When my husband left, I realized that I was in Paradise with three little boys staying in a beautiful STUDIO apartment for three weeks ALONE!! Alone with the kids, I think I experienced a bit of culture shock with a dash of postpartum depression added for good measure. That is the only way to describe how a city that I loved one minute became a city that I loathed the next. If I heard one more person speak French to me or have one more person not understand the words coming out of my mouth, I was going to scream. If I smelled another cigarette or had to tackle another raining day alone with the boys, I was going to get a one way ticket back home to California.

The boys on the other hand were having a blast! My oldest son was so happy to be out of school for a short time, that we could have been in the middle of the desert and he would have still been happy. My middle son was still on a high from the plane and train rides that we had taken thus far. The baby, well, he was just happy to be nursing! I was really surprised to be honest. I thought it would be the other way
around. That I would have to encourage them into adapting into their new surroundings.

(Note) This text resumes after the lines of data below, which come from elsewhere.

//! Optional protocol surface: streaming updates, peer messaging and help exchange

use chrono::{DateTime, Utc};
use serde::{Deserialize, Serialize};
use std::fmt;
use std::time::Duration;

use super::task::{Task, TaskStatus};

/// An optional slice of the agent protocol
#[derive(Debug, Clone, Copy, PartialEq, Eq, Hash, Serialize, Deserialize)]
#[serde(rename_all = "snake_case")]
pub enum ProtocolFeature {
    Streaming,
    Messaging,
    HelpExchange,
}

impl fmt::Display for ProtocolFeature {
    fn fmt(&self, f: &mut fmt::Formatter<'_>) -> fmt::Result {
        let s = match self {
            Self::Streaming => "streaming",
            Self::Messaging => "messaging",
            Self::HelpExchange => "help exchange",
        };
        f.write_str(s)
    }
}

/// Which optional features an agent offers
#[derive(Debug, Clone, Copy, PartialEq, Eq, Serialize, Deserialize, Default)]
pub struct ProtocolFeatures {
    pub streaming: bool,
    pub messaging: bool,
    pub help_exchange: bool,
}

impl ProtocolFeatures {
    pub fn none() -> Self {
        Self::default()
    }

    pub fn all() -> Self {
        Self {
            streaming: true,
            messaging: true,
            help_exchange: true,
        }
    }

    pub fn supports(&self, feature: ProtocolFeature) -> bool {
        match feature {
            ProtocolFeature::Streaming => self.streaming,
            ProtocolFeature::Messaging => self.messaging,
            ProtocolFeature::HelpExchange => self.help_exchange,
        }
    }
}

/// Incremental progress emitted while a task streams
#[derive(Debug, Clone, PartialEq, Serialize, Deserialize)]
pub struct TaskUpdate {
    pub task_id: String,
    pub status: TaskStatus,
    pub progress: f64,
    #[serde(default, skip_serializing_if = "Option::is_none")]
    pub partial: Option<String>,
    pub timestamp: DateTime<Utc>,
}

/// Direct agent-to-agent message
#[derive(Debug, Clone, PartialEq, Serialize, Deserialize)]
pub struct AgentMessage {
    pub id: String,
    pub from: String,
    pub to: String,
    pub kind: String,
    pub content: String,
    pub timestamp: DateTime<Utc>,
}

impl AgentMessage {
    pub fn new(
        from: impl Into<String>,
        to: impl Into<String>,
        kind: impl Into<String>,
        content: impl Into<String>,
    ) -> Self {
        Self {
            id: uuid::Uuid::new_v4().to_string(),
            from: from.into(),
            to: to.into(),
            kind: kind.into(),
            content: content.into(),
            timestamp: Utc::now(),
        }
    }
}

/// Request for assistance broadcast by an agent
#[derive(Debug, Clone, PartialEq, Serialize, Deserialize)]
pub struct HelpRequest {
    pub id: String,
    pub requester: String,
    pub task: Task,
    pub reason: String,
}

/// Answer to a [`HelpRequest`]
#[derive(Debug, Clone, PartialEq, Serialize, Deserialize)]
pub struct HelpOffer {
    pub request_id: String,
    pub helper: String,
    pub estimated_time: Duration,
    pub confidence: f64,
}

The boys dove right into the culture. Eating baguettes, getting around on foot or metro and saying Bonjour. These things were slowly becoming second nature for them. We celebrated Halloween in Paris. We found this
wonderful library called The American Library In Paris. They were handing out candies to the children and even let the boys make little pumpkins to take home with them. It is a Halloween that we will never forget! They were the only children dressed up that day and it was raining. I thought they would be a little disappointed but the were so happy.

That’s when it hit me. I do not need to have control over everything. This experience is about once in a life time moments. Whether it be being the only ones dressed up for Halloween or not being able to order a chicken properly in the native tongue. Or that your husband is five hours away from you in a new country and you feel so lonely that you just want to cry. Embrace it all. The uncomfortable times and the happy times. These are what we will take back with us when we leave and what will help to shape our memories of this extraordinary adventure. My children taught me my first lesson on this journey, it is one of many that we have learned together so far.

More to come on our adventure living abroad in France…
Bises!!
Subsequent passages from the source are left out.